What is required – The lines from the start of the data through the line with "transforming one album." are to be returned verbatim; all later lines are to be omitted.

Saved entries –
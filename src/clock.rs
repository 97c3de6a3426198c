//! Time source for record identifiers and default album dates.

use chrono::{DateTime, SecondsFormat, Utc};

pub trait Clock {
    fn now(&self) -> DateTime<Utc>;

    /// Milliseconds since the Unix epoch.
    fn now_millis(&self) -> i64 {
        self.now().timestamp_millis()
    }

    /// ISO-8601 timestamp used as the date of albums that don't carry one.
    fn now_iso(&self) -> String {
        self.now().to_rfc3339_opts(SecondsFormat::Millis, true)
    }
}

/// Wall clock.
#[derive(Debug, Default, Clone, Copy)]
pub struct SystemClock;

impl Clock for SystemClock {
    fn now(&self) -> DateTime<Utc> {
        Utc::now()
    }
}
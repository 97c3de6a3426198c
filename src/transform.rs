//! Album → portfolio fan-out.
//!
//! One album with K images becomes K portfolio records, in image order:
//!
//! ```text
//! albumName: Summer          image: a.jpg        image: b.jpg
//! baseTitle: Beach     →     title: Beach 1      title: Beach 2
//! images: [a.jpg, b.jpg]     album: Summer       album: Summer
//! ```
//!
//! Category and date are copied unchanged. The 1-based index always follows
//! the entry's position in the source list, so a malformed entry that gets
//! skipped leaves a gap in the numbering instead of shifting later titles.

use crate::clock::Clock;
use crate::naming;
use crate::types::{AlbumRecord, PortfolioRecord, describe_value};
use serde_yaml::Value;
use thiserror::Error;

#[derive(Error, Debug, Clone, PartialEq, Eq)]
pub enum ImageError {
    #[error("image entry is {0}, expected a string")]
    NotAString(&'static str),
    #[error("image entry is empty")]
    Empty,
}

/// An image entry that produced no record.
#[derive(Debug, Clone, PartialEq, Eq)]
pub struct SkippedImage {
    /// 1-based position in the album's `images` list.
    pub index: usize,
    pub error: ImageError,
}

/// Result of transforming one album.
#[derive(Debug, Default)]
pub struct Fanout {
    pub records: Vec<PortfolioRecord>,
    pub skipped: Vec<SkippedImage>,
}

impl Fanout {
    /// The album listed no images at all.
    pub fn no_images(&self) -> bool {
        self.image_count() == 0
    }

    /// Number of entries in the album's `images` list.
    pub fn image_count(&self) -> usize {
        self.records.len() + self.skipped.len()
    }
}

/// Title of the photo at 1-based `index`.
pub fn photo_title(base_title: &str, index: usize) -> String {
    format!("{base_title} {index}")
}

fn image_reference(entry: &Value) -> Result<&str, ImageError> {
    match entry {
        Value::String(s) if s.trim().is_empty() => Err(ImageError::Empty),
        Value::String(s) => Ok(s),
        other => Err(ImageError::NotAString(describe_value(other))),
    }
}

/// Fan an album out into one portfolio record per image.
///
/// The clock is read once per record, so identifiers of consecutive records
/// differ whenever the clock has ticked between them.
pub fn transform(album: &AlbumRecord, clock: &impl Clock) -> Fanout {
    let mut fanout = Fanout::default();

    for (i, entry) in album.images.iter().enumerate() {
        let index = i + 1;
        let image = match image_reference(entry) {
            Ok(image) => image,
            Err(error) => {
                fanout.skipped.push(SkippedImage { index, error });
                continue;
            }
        };

        let title = photo_title(&album.base_title, index);
        fanout.records.push(PortfolioRecord {
            id: naming::record_id(&title, clock.now_millis()),
            image: image.to_string(),
            title,
            category: album.category.clone(),
            album: album.album_name.clone(),
            date: album.date.clone(),
        });
    }

    fanout
}

#[cfg(test)]
mod tests {
    use super::*;
    use crate::clock::tests::{FixedClock, SteppingClock};
    use crate::test_helpers::album;

    #[test]
    fn summer_beach_scenario() {
        let album = album(
            "albumName: Summer\ncategory: Landscape\nbaseTitle: Beach\nimages: [a.jpg, b.jpg]\ndate: 2024-01-01\n",
        );
        let fanout = transform(&album, &SteppingClock::starting_at(1_000));

        assert!(fanout.skipped.is_empty());
        assert_eq!(
            fanout.records,
            vec![
                PortfolioRecord {
                    id: "beach-1-1000".into(),
                    image: "a.jpg".into(),
                    title: "Beach 1".into(),
                    category: "Landscape".into(),
                    album: "Summer".into(),
                    date: "2024-01-01".into(),
                },
                PortfolioRecord {
                    id: "beach-2-1001".into(),
                    image: "b.jpg".into(),
                    title: "Beach 2".into(),
                    category: "Landscape".into(),
                    album: "Summer".into(),
                    date: "2024-01-01".into(),
                },
            ]
        );
    }

    #[test]
    fn k_images_give_k_records_in_order() {
        let images: Vec<String> = (0..7).map(|n| format!("  - img{n}.jpg")).collect();
        let album = album(&format!(
            "baseTitle: Shot\ncategory: Voyage\nalbumName: Rome\ndate: d\nimages:\n{}\n",
            images.join("\n")
        ));
        let fanout = transform(&album, &FixedClock(5));

        assert_eq!(fanout.records.len(), 7);
        for (i, record) in fanout.records.iter().enumerate() {
            assert_eq!(record.title, format!("Shot {}", i + 1));
            assert_eq!(record.image, format!("img{i}.jpg"));
            assert_eq!(record.category, "Voyage");
            assert_eq!(record.album, "Rome");
            assert_eq!(record.date, "d");
        }
    }

    #[test]
    fn no_images_gives_no_records() {
        for header in ["albumName: Empty\n", "images: []\n", "images: ~\n"] {
            let fanout = transform(&album(header), &FixedClock(1));
            assert!(fanout.no_images(), "{header:?}");
            assert!(fanout.records.is_empty());
        }
    }

    #[test]
    fn defaults_flow_into_records() {
        let fanout = transform(&album("images: [x.jpg]\n"), &FixedClock(42));
        let record = &fanout.records[0];
        assert_eq!(record.title, "Photo 1");
        assert_eq!(record.category, "Portrait");
        assert_eq!(record.album, "Unnamed Album");
        assert_eq!(record.id, "photo-1-42");
    }

    #[test]
    fn malformed_entries_skipped_numbering_kept() {
        let album = album("baseTitle: P\nimages:\n  - a.jpg\n  - 12\n  - ''\n  - {url: x}\n  - e.jpg\n");
        let fanout = transform(&album, &FixedClock(1));

        let titles: Vec<&str> = fanout.records.iter().map(|r| r.title.as_str()).collect();
        assert_eq!(titles, vec!["P 1", "P 5"]);
        assert_eq!(
            fanout.skipped,
            vec![
                SkippedImage {
                    index: 2,
                    error: ImageError::NotAString("a number"),
                },
                SkippedImage {
                    index: 3,
                    error: ImageError::Empty,
                },
                SkippedImage {
                    index: 4,
                    error: ImageError::NotAString("a mapping"),
                },
            ]
        );
        assert_eq!(fanout.image_count(), 5);
        assert!(!fanout.no_images());
    }

    #[test]
    fn identical_base_titles_differ_by_timestamp() {
        let a = transform(&album("baseTitle: Photo\nimages: [a.jpg]\n"), &FixedClock(100));
        let b = transform(&album("baseTitle: Photo\nimages: [b.jpg]\n"), &FixedClock(101));
        assert_eq!(a.records[0].title, b.records[0].title);
        assert_ne!(a.records[0].id, b.records[0].id);
    }
}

Solution –
filename src/clock.rs
repository 97c3de6a3426198c
//! Time source for record identifiers and default album dates.

use chrono::{DateTime, SecondsFormat, Utc};

pub trait Clock {
    fn now(&self) -> DateTime<Utc>;

    /// Milliseconds since the Unix epoch.
    fn now_millis(&self) -> i64 {
        self.now().timestamp_millis()
    }

    /// ISO-8601 timestamp used as the date of albums that don't carry one.
    fn now_iso(&self) -> String {
        self.now().to_rfc3339_opts(SecondsFormat::Millis, true)
    }
}

/// Wall clock.
#[derive(Debug, Default, Clone, Copy)]
pub struct SystemClock;

impl Clock for SystemClock {
    fn now(&self) -> DateTime<Utc> {
        Utc::now()
    }
}
repository 97c3de6a3426198c
filename src/transform.rs
//! Album → portfolio fan-out.
//!
//! One album with K images becomes K portfolio records, in image order:
//!
//! ```text
//! albumName: Summer          image: a.jpg        image: b.jpg
//! baseTitle: Beach     →     title: Beach 1      title: Beach 2
//! images: [a.jpg, b.jpg]     album: Summer       album: Summer
//! ```
//!
//! Category and date are copied unchanged. The 1-based index always follows
//! the entry's position in the source list, so a malformed entry that gets
//! skipped leaves a gap in the numbering instead of shifting later titles.

use crate::clock::Clock;
use crate::naming;
use crate::types::{AlbumRecord, PortfolioRecord, describe_value};
use serde_yaml::Value;
use thiserror::Error;

#[derive(Error, Debug, Clone, PartialEq, Eq)]
pub enum ImageError {
    #[error("image entry is {0}, expected a string")]
    NotAString(&'static str),
    #[error("image entry is empty")]
    Empty,
}

/// An image entry that produced no record.
#[derive(Debug, Clone, PartialEq, Eq)]
pub struct SkippedImage {
    /// 1-based position in the album's `images` list.
    pub index: usize,
    pub error: ImageError,
}

/// Result of transforming one album.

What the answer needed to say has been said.